La borsa era stata smarrita da un 40enne ugandese alla stazione di Padova, dove l'uomo si trova per motivi turistici. Il 25enne Cesare Brunello ha notata vicino ai taxi e l'ha portata alla Polfer: all'interno il passaporto dell'uomo e 2mila euro in contanti. Il proprietario ha ringraziato ma non ha lasciato alcuna mancia. "Ho il mio lavoro, sono felice che non si sia rovinato la permanenza a Padova. Mi stupisce il clamore"

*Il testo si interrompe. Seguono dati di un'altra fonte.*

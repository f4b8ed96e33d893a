//! switchyard CLI
//!
//! Command-line tool for inspecting and caching route tables.

use std::path::PathBuf;
use std::process::ExitCode;
use std::sync::Arc;
use std::time::Duration;

use clap::{Parser, Subcommand};
use tracing::{error, info, Level};
use tracing_subscriber::FmtSubscriber;

use switchyard::{render_route_table, FileStore, ManifestFactory, RouteCache, RouteCollectorFactory};

/// Inspect and cache switchyard route tables.
#[derive(Parser)]
#[command(name = "switchyard")]
#[command(author, version, about, long_about = None)]
struct Cli {
    /// Route manifest files or directories.
    #[arg(short, long, env = "SWITCHYARD_ROUTES", value_delimiter = ',', default_value = "routes")]
    routes: Vec<String>,

    /// Directory backing the route cache.
    #[arg(short, long, env = "SWITCHYARD_CACHE_DIR")]
    cache_dir: Option<PathBuf>,

    /// Enable verbose output.
    #[arg(short, long)]
    verbose: bool,

    #[command(subcommand)]
    command: Commands,
}

#[derive(Subcommand)]
enum Commands {
    /// List registered routes.
    #[command(name = "router:list")]
    List,

    /// Write the route table to the cache.
    #[command(name = "router:cache")]
    Cache {
        /// Environment the cache entry belongs to.
        #[arg(short, long, env = "SWITCHYARD_ENV")]
        environment: Option<String>,

        /// Entry lifetime in seconds (no expiry if not specified).
        #[arg(long)]
        ttl: Option<u64>,
    },

    /// Remove the cached route table.
    #[command(name = "router:cache-clear")]
    CacheClear {
        /// Environment the cache entry belongs to.
        #[arg(short, long, env = "SWITCHYARD_ENV")]
        environment: Option<String>,
    },
}

fn route_cache(cache_dir: Option<PathBuf>) -> Option<RouteCache> {
    let Some(dir) = cache_dir else {
        error!("Route cache is not configured (set --cache-dir or SWITCHYARD_CACHE_DIR).");
        return None;
    };
    Some(RouteCache::new(Arc::new(FileStore::new(dir))))
}

fn main() -> anyhow::Result<ExitCode> {
    let cli = Cli::parse();

    let log_level = if cli.verbose {
        Level::DEBUG
    } else {
        Level::INFO
    };
    let subscriber = FmtSubscriber::builder()
        .with_max_level(log_level)
        .with_target(false)
        .without_time()
        .finish();
    tracing::subscriber::set_global_default(subscriber)?;

    let factory = ManifestFactory::new(&cli.routes);

    match cli.command {
        Commands::List => {
            let routes = factory.create()?;
            print!("{}", render_route_table(&routes));
        }

        Commands::Cache { environment, ttl } => {
            let Some(mut cache) = route_cache(cli.cache_dir) else {
                return Ok(ExitCode::FAILURE);
            };
            if let Some(seconds) = ttl {
                cache = cache.ttl(Duration::from_secs(seconds));
            }

            let key = RouteCache::cache_key(environment.as_deref());
            let dumped = factory
                .create()
                .and_then(|routes| cache.dump(&routes, environment.as_deref()));
            if let Err(e) = dumped {
                error!("{e}");
                return Ok(ExitCode::FAILURE);
            }
            info!("Route cache written ({key}).");
        }

        Commands::CacheClear { environment } => {
            let Some(cache) = route_cache(cli.cache_dir) else {
                return Ok(ExitCode::FAILURE);
            };

            let key = RouteCache::cache_key(environment.as_deref());
            if !cache.clear(environment.as_deref())? {
                error!("Route cache could not be cleared ({key}).");
                return Ok(ExitCode::FAILURE);
            }
            info!("Route cache cleared ({key}).");
        }
    }

    Ok(ExitCode::SUCCESS)
}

PADOVA. Ha visto una borsa a terra e, dopo aver atteso qualche minuto per capire se qualcuno sarebbe tornato a recuperarla, l'ha aperta e ha notato che all'interno vi era un passaporto. E non solo, perché nel portafoglio c'erano contenuti anche 2mila euro in contanti.

 

Cesare Brunello ha 25 anni, è originario di Castelfranco Veneto, in provincia di Treviso, ma vive e lavora a Milano. Quando fa rientro a casa, scende dal treno alla stazione di Padova e, da lì, in auto, prosegue sino alla città natìa. Ed è proprio lì, all'esterno della stazione patavina, che il 25enne ha trovato una borsa che era stata persa da una persona, risultata poi un turista in visita nella città del Santo.

 

Dopo aver verificato il contenuto della borsa, l'ha consegnata immediatamente alla Polfer, che ha rinvenuto all'interno un passaporto ugandese e 2mila euro "cash".

 

Poco dopo, all'interno degli stessi uffici della Polizia Ferroviaria, si è presentato un uomo che si è qualificato come il fratello del proprietario della borsa. Contattato il fratello, anche questi si è presentato, descrivendo l'oggetto e fornendo precise indicazioni sul contento.

 

Il 40enne ugandese è, dunque, rientrato in possesso di quanto smarrito e, dopo aver ringraziato Cesare Brunello e i poliziotti con un "thank you" se ne è andato, riprendendo il proprio giro turistico.

 

"Nessuna mancia? - ha dichiarato Cesare Brunello al Gazzettino -. Ho il mio lavoro, non ho bisogno di aiuti, sono felice che una persona in difficoltà grazie ad un semplice gesto di onestà non si sia rovinato la permanenza a Padova. Sono convinto che comportarsi da persone oneste alla fine paga sempre e il mio gesto è stata la naturale conseguenza dell'educazione che mi è stata impartita. Sono sorpreso da tutto questo clamore. A me interessa esclusivamente in pace con me stesso: sapere che quell'uomo ha recuperato i suoi avere è per me una gioia immensa".